More than this, however, One of These Days suffers from an extended coda that is baffling in how badly it works. The film’s plot – the increasingly gruelling Hands-On competition – culminates in a tragic escalation, which is then followed by an astonishingly long flashback to Kyle’s life before Hands-On. We see him with his wife and son, we get something of a sense of what made him want to compete and just how much he wanted this – but at the same time, everything gleaned from the coda was already implicit in the scenes we’d watched earlier. The epilogue makes some things more obvious, but it’s not as if One of These Days had been vague about its themes. We may see more of Kyle’s relationships with those closest to him, but he still doesn’t really get much more of an interior life. The coda could have served as a reminder of what the crass, capitalist gamification of poverty destroys – but we do not need to be reminded of this for twenty minutes to get a point that was already clear. Because of its sheer length, the epilogue seems to prompt the audience to try and reinterpret what is shown, to inject nuances of meaning, but this doesn’t reveal anything particularly interesting either. Our view of Kyle or of the situation he’s in doesn’t change, it doesn’t develop. There is one frankly puzzling scene in the sequence during which the film seems to become something stranger, more surreal, but in isolation it serves as a distraction or a red herring more than anything else. Is it meant symbolically? Is it a dream, or an indication of underlying mental illness to contextualise Kyle’s choices and actions? These questions are raised, but just raising them doesn’t really add anything to a film that is otherwise blatantly obvious in its themes, and otherwise blurs what seemed clear before. The epilogue remains much too muddled for such ambiguity to have an effect other than prompting a tired “… huh?”
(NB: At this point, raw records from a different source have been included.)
mod error;
mod handlers;
mod router;
mod types;

pub use router::handle_request;
pub use types::{AppState, Request};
None of these different aspects and elements of the film would necessarily be bad in isolation, but Günther doesn’t manage to make them work in concert with each other. One of These Days is strongest where it is simplest, and it may have worked best stripped of everything that’s there to make it richer and more complex, because these things fail at such a purpose and end up as a distraction. A different writer-director might have pulled it off, but as it is the film remains halfway between a leaner, tighter, sharper version of the story and a richer, stranger one. It is a shame for the strong premise, and especially for Preston’s performance, that we didn’t get either of these alternative versions of One of These Days. As it is, when I left the cinema I found myself thinking that I should have taken my hands off this particular truck much earlier and walked away – because if you don’t win, what’s the point?